Why I Built Claude Buddy: Bringing AI-Driven Development to Regulated Banking
In banking, every line of code is a liability.
That’s not hyperbole—it’s the reality I’ve navigated for over fifteen years as an enterprise architect in financial services. Every API endpoint, every database migration, every deployment carries regulatory weight. Auditors want to know who wrote it, why, and whether it was reviewed. The stakes are high: a bug in production isn’t just a bad user experience—it’s potential regulatory action, reputational damage, or worse.
So when AI coding assistants started making waves, I watched from a distance. The promise was intoxicating: 10x productivity, code written in minutes instead of hours. But I had questions that the demos never answered. How do you audit AI-generated code? How do you maintain governance when an AI is making architectural decisions? How do you explain to a regulator that your critical systems were “vibe coded” by a language model?
These weren’t theoretical concerns. They were blockers.
The Gap Nobody Was Addressing
As Head of Enterprise Architecture at a major Florida bank, I lead teams across development, integration, and infrastructure. We’re responsible for systems that process billions of dollars. The margin for error is zero.
When I evaluated AI coding tools in late 2024 and early 2025, I found a consistent pattern: they were built for startups. Fast iteration, minimal oversight, “move fast and break things.” That philosophy is antithetical to regulated finance. We can’t move fast. We can’t break things. We have to document everything.

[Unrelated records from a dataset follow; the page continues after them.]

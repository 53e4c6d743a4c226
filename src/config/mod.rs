pub mod discover;
pub mod generate;
pub mod parse;
pub mod types;

use std::path::{Path, PathBuf};

pub use parse::{load_config_dir, ConfigError};
pub use types::{AgentSettings, LoadedConfig, SinkEndpoint, SinkOptions, SourceDescriptor, SourceKind};

/// System-wide configuration directory.
pub const SYSTEM_CONFIG_DIR: &str = "/etc/logrelay.d";

/// Expands tilde (~) in paths to the user's home directory.
/// Returns the path unchanged if it doesn't start with tilde or home directory cannot be determined.
pub fn expand_tilde(path: &Path) -> PathBuf {
    let path_str = path.to_string_lossy();

    if let Some(rest) = path_str.strip_prefix("~/") {
        if let Some(home_dir) = dirs::home_dir() {
            return home_dir.join(rest);
        }
    } else if path_str == "~" {
        if let Some(home_dir) = dirs::home_dir() {
            return home_dir;
        }
    }

    path.to_path_buf()
}

/// Resolves the configuration directory.
/// Returns the first match from:
/// 1. Explicit directory (if provided, with tilde expansion)
/// 2. ~/.config/logrelay.d (if it exists)
/// 3. /etc/logrelay.d
pub fn resolve_config_dir(explicit: Option<&Path>) -> PathBuf {
    if let Some(path) = explicit {
        return expand_tilde(path);
    }

    if let Some(home_dir) = dirs::home_dir() {
        let user_dir = home_dir.join(".config/logrelay.d");
        if user_dir.is_dir() {
            return user_dir;
        }
    }

    PathBuf::from(SYSTEM_CONFIG_DIR)
}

The tools assumed a greenfield environment where the developer has full autonomy. Our environment couldn’t be more different:
- Compliance requirements: Every change needs an audit trail
- Risk-averse culture: Innovation happens within guardrails, not despite them
- Security concerns: AI tools accessing production codebases raised red flags with our security team
- Existing governance: We have established patterns, review processes, and documentation standards
The AI coding revolution was passing us by—not because the technology wasn’t ready, but because the tooling wasn’t built for us.
Discovering Claude Code
I’ll admit my initial skepticism when Anthropic launched Claude Code. Another AI coding assistant? I’d seen the pattern before: impressive demos, disappointing reality in enterprise contexts.
What changed my perspective was the architecture. Unlike autocomplete tools that suggest the next line, Claude Code operates as an autonomous agent. It understands entire codebases. It can execute multi-step tasks. More importantly, it maintains context across complex projects—exactly what enterprise development requires.
But the real breakthrough was recognizing what Claude Code could be with the right scaffolding. The raw capability was there. What was missing was the enterprise wrapper: the governance layer, the persona system for different expertise areas, the structured workflows that regulated industries demand.
That’s when I stopped evaluating and started building.
The Birth of Claude Buddy
Claude Buddy started as a personal experiment. I wanted to see if I could create a layer on top of Claude Code that enforced our enterprise patterns without sacrificing the productivity gains.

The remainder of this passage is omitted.